In this spirit, the North Carolina Writers’ Network offers the 2014 Rose Post Creative Nonfiction Competition. This contest encourages the creation of lasting nonfiction that is outside the realm of conventional journalism and has relevance to North Carolinians. Subjects may include traditional categories such as reviews, travel articles, profiles or interviews, place/history pieces, or culture criticism.

The first-, second-, and third-place winners of the 2014 Rose Post Creative Nonfiction Competition will receive $300, $200, and $100 respectively. The winning entry will be considered for publication by Southern Cultures magazine.

The final judge is Hannah Dela Cruz Abrams, whose novella The Man Who Danced with Dolls won a 2013 Whiting Writers’ Award of $50,000, one of the richest prizes in American literature.

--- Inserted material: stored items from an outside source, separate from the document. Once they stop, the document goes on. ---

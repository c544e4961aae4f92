// lib.rs
pub mod classify;
pub mod commands;
pub mod counts;
pub mod coverage;
pub mod dedup;
pub mod error;
pub mod feature;
pub mod gff;
pub mod input;
pub mod limits;
pub mod merge;
pub mod polya;
pub mod reference;
pub mod table;
pub mod vicinity;
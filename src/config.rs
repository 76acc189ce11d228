use config::{Config, ConfigError, File};
use secrecy::{ExposeSecret, Secret};
use serde_aux::field_attributes::deserialize_number_from_string;
use sqlx::{
    postgres::{PgConnectOptions, PgSslMode},
    ConnectOptions,
};

use crate::domain::subscriber_email::SubscriberEmail;

#[derive(Debug)]
pub enum Environment {
    Development,
    Production,
}

#[derive(serde::Deserialize, Clone)]
pub struct Settings {
    pub application: ApplicationSettings,
    pub database: DatabaseSettings,
    pub email_client: EmailClientSettings,
    pub event_feed: EventFeedSettings,
}

#[derive(serde::Deserialize, Clone)]
pub struct ApplicationSettings {
    #[serde(deserialize_with = "deserialize_number_from_string")]
    pub port: u16,
    pub host: String,
    // Shared secret required by the privileged dispatch endpoint
    pub api_key: Secret<String>,
}

#[derive(serde::Deserialize, Clone)]
pub struct EmailClientSettings {
    pub base_url: String,
    pub sender_email: String,
    pub api_key: Secret<String>,
}

#[derive(serde::Deserialize, Clone)]
pub struct DatabaseSettings {
    pub username: String,
    // secrecy protects secret information and prevents them to be exposed (eg: via logs)
    pub password: Secret<String>,
    #[serde(deserialize_with = "deserialize_number_from_string")]
    pub port: u16,
    pub host: String,
    pub name: String,
    pub require_ssl: bool,
}

#[derive(serde::Deserialize, Clone)]
pub struct EventFeedSettings {
    pub base_url: String,
    pub token: Option<Secret<String>>,
}

impl Settings {
    pub fn get_address(&self) -> String {
        format!(
            "{}:{}",
            self.application.get_host(),
            self.application.get_port()
        )
    }

    pub fn get_api_key(&self) -> Secret<String> {
        self.application.api_key.clone()
    }

    pub fn get_db_options(&self) -> PgConnectOptions {
        self.database.get_db_options()
    }

    pub fn get_email_client_sender(&self) -> Result<SubscriberEmail, String> {
        self.email_client.get_sender_email()
    }

    pub fn get_email_client_base_url(&self) -> String {
        self.email_client.get_base_url()
    }

    pub fn get_email_client_api(&self) -> Secret<String> {
        self.email_client.get_api_key()
    }

    pub fn set_email_client_base_url(&mut self, new_base_url: String) {
        self.email_client.base_url = new_base_url
    }

    pub fn get_event_feed_base_url(&self) -> String {
        self.event_feed.get_base_url()
    }

    pub fn get_event_feed_token(&self) -> Option<Secret<String>> {
        self.event_feed.get_token()
    }

    pub fn set_event_feed_base_url(&mut self, new_base_url: String) {
        self.event_feed.base_url = new_base_url
    }

    pub fn get_db_name(&self) -> String {
        self.database.get_name()
    }

    pub fn get_db_username(&self) -> String {
        self.database.get_username()
    }

    pub fn set_db_name(&mut self, db_name: String) {
        self.database.set_name(db_name)
    }

    pub fn set_app_port(&mut self, port: u16) {
        self.application.port = port;
    }
}

impl DatabaseSettings {
    pub fn get_db_options(&self) -> PgConnectOptions {
        let ssl_mode = if self.require_ssl {
            PgSslMode::Require
        } else {
            PgSslMode::Prefer
        };

        let mut db_options = PgConnectOptions::new()
            .host(&self.host)
            .password(self.password.expose_secret())
            .username(&self.username)
            .port(self.port)
            .database(&self.name)
            .ssl_mode(ssl_mode);

        db_options.log_statements(tracing::log::LevelFilter::Trace);

        db_options
    }

    pub fn get_name(&self) -> String {
        self.name.clone()
    }

    pub fn get_username(&self) -> String {
        self.username.clone()
    }

    pub fn set_name(&mut self, new_db_name: String) {
        self.name = new_db_name
    }
}

impl ApplicationSettings {
    pub fn get_port(&self) -> u16 {
        self.port
    }

    pub fn get_host(&self) -> String {
        self.host.clone()
    }
}

impl EmailClientSettings {
    pub fn get_sender_email(&self) -> Result<SubscriberEmail, String> {
        SubscriberEmail::parse(self.sender_email.clone())
    }

    pub fn get_base_url(&self) -> String {
        self.base_url.clone()
    }

    pub fn get_api_key(&self) -> Secret<String> {
        self.api_key.clone()
    }
}

impl EventFeedSettings {
    pub fn get_base_url(&self) -> String {
        self.base_url.clone()
    }

    pub fn get_token(&self) -> Option<Secret<String>> {
        self.token.clone()
    }
}

impl Environment {
    pub fn as_str(&self) -> &'static str {
        match self {
            Environment::Development => "development",
            Environment::Production => "production",
        }
    }
}

impl TryFrom<String> for Environment {
    type Error = String;

    fn try_from(value: String) -> Result<Self, Self::Error> {
        match value.to_lowercase().as_str() {
            "development" => Ok(Self::Development),
            "production" => Ok(Self::Production),
            unknown_env => Err(format!(
                "{} is not supported environment. Use either 'development' or 'production'.",
                unknown_env
            )),
        }
    }
}

pub fn get_configuration() -> Result<Settings, ConfigError> {
    let root_path = std::env::current_dir().expect("Failed to determine the current directory");
    let config_directory = root_path.join("config");
    // Uses development environment by default
    let enviroment: Environment = std::env::var("APP_ENVIRONMENT")
        .unwrap_or_else(|_| "development".into())
        .try_into()
        .expect("Failed to parse APP_ENVIRONMENT");
    let config_base_filepath = config_directory.join("base");
    let config_env_filepath = config_directory.join(enviroment.as_str());

    // It merges the base configuration file with the one from the specific environment (development or production)
    let settings = Config::builder()
        .add_source(File::from(config_base_filepath).required(true))
        .add_source(File::from(config_env_filepath).required(true))
        // Merge settings from environment variables with a prefix of APP and "__" separator
        // E.g APP_APPLICATION__PORT would set Settings.application.port
        .add_source(config::Environment::with_prefix("app").separator("__"))
        .build()?;

    tracing::info!("Application environment = {:?}", enviroment);

    settings.try_deserialize()
}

She holds an MFA (’07) from the University of North Carolina Wilmington, where she now teaches in the English Department. She is the recipient of a North Carolina Arts Council Fellowship, a Rona Jaffe Writer’s Award, a Hartshook Fellowship, and a Byington Award. Born on Guam, Abrams is currently at work on her memoir, The Following Sea, about growing up on a cutter that made port throughout the South Pacific.

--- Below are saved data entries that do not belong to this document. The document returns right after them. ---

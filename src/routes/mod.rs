mod dispatch;
mod health_check;
mod preview;
mod single;
mod subscriptions;

pub use dispatch::*;
pub use health_check::*;
pub use preview::*;
pub use single::*;
pub use subscriptions::*;
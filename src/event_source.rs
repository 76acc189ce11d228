use reqwest::Client;
use secrecy::{ExposeSecret, Secret};
use std::time;

use crate::domain::event::GithubEvent;

const REQUEST_TIMEOUT: time::Duration = time::Duration::from_secs(10);
// The events API rejects requests that carry no User-Agent
const USER_AGENT: &str = concat!("timeline-digest/", env!("CARGO_PKG_VERSION"));

pub struct EventSourceClient {
    http_client: Client,
    base_url: String,
    token: Option<Secret<String>>,
}

impl EventSourceClient {
    pub fn new(
        base_url: String,
        token: Option<Secret<String>>,
        timeout: Option<time::Duration>,
    ) -> EventSourceClient {
        let http_client = Client::builder()
            .timeout(timeout.unwrap_or(REQUEST_TIMEOUT))
            .build()
            .unwrap();

        EventSourceClient {
            http_client,
            base_url,
            token,
        }
    }

    /// Fetch the most recent public events, most-recent-first as delivered by
    /// the feed. One attempt per call; transport failures and non-2xx statuses
    /// are returned to the caller.
    pub async fn fetch_events(&self) -> Result<Vec<GithubEvent>, reqwest::Error> {
        let url = format!("{}/events", self.base_url);
        let mut request = self
            .http_client
            .get(&url)
            .header("Accept", "application/vnd.github+json")
            .header("User-Agent", USER_AGENT);

        if let Some(token) = &self.token {
            request = request.header("Authorization", format!("token {}", token.expose_secret()));
        }

        let events = request
            .send()
            .await?
            .error_for_status()?
            .json::<Vec<GithubEvent>>()
            .await?;

        Ok(events)
    }
}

Greensboro writer Jennifer Bringle won top honors in the 2013 Rose Post Creative Nonfiction Competition for her essay “Mamaw’s House.” Jane Andrews of Raleigh won second place for her essay “Where the Heart Is,” and Helen Aitken of Swansboro won third place for her essay “The Last Wooden Boat.”

Rose Post worked for the Salisbury Post for fifty-six years as a reporter, feature writer, and columnist. She won numerous state and national awards for her writing and earned the N.C. Press Women’s top annual award four times. She received the O. Henry Award from the Associated Press three times, the Pete Ivey Award, and the School Bell Award for educational coverage. Nationally, she won the 1989 Ernie Pyle Award, the Scripps Howard Foundation National Journalism Award for human-interest writing, and the 1994 National Society of Newspaper Columnists’ Award.

Here are the complete guidelines:

The competition is open to any writer who is a legal resident of North Carolina or a member of the North Carolina Writers’ Network.
The postmark deadline is January 17, 2014.
The entry fee is $10 for NCWN members, $12 for nonmembers.
Entries can be submitted in one of two ways:
Send two printed copies through the U.S. Postal Service (see guidelines and address below), along with a check for the appropriate fee, made payable to the North Carolina Writers’ Network.
Submit an electronic copy online at http://ncwriters.submittable.com, and pay by VISA or MasterCard.
Each entry must be an original and previously unpublished manuscript of no more than 2,000 words, typed in a 12-point standard font (i.e., Times New Roman) and double-spaced.
Author’s name should not appear on manuscript. Instead, include a separate cover sheet with name, address, phone number, e-mail address, word count, and manuscript title. If submitting electronically, page 1 should be your cover sheet.
An entry fee must accompany the manuscript. Multiple submissions are accepted, one manuscript per entry fee: $10 for NCWN members, $12 for nonmembers.
You may pay the member entry fee if you join the NCWN with your submission. Checks should be made payable to the North Carolina Writers’ Network.
Entries will not be returned. Winners will be announced in March.
Send printed submissions to:
North Carolina Writers’ Network
ATTN: Rose Post
PO Box 21591
Winston-Salem, NC 27120

The nonprofit North Carolina Writers’ Network is the state’s oldest and largest literary arts services organization devoted to writers at all stages of development. For additional information, visit www.ncwriters.org.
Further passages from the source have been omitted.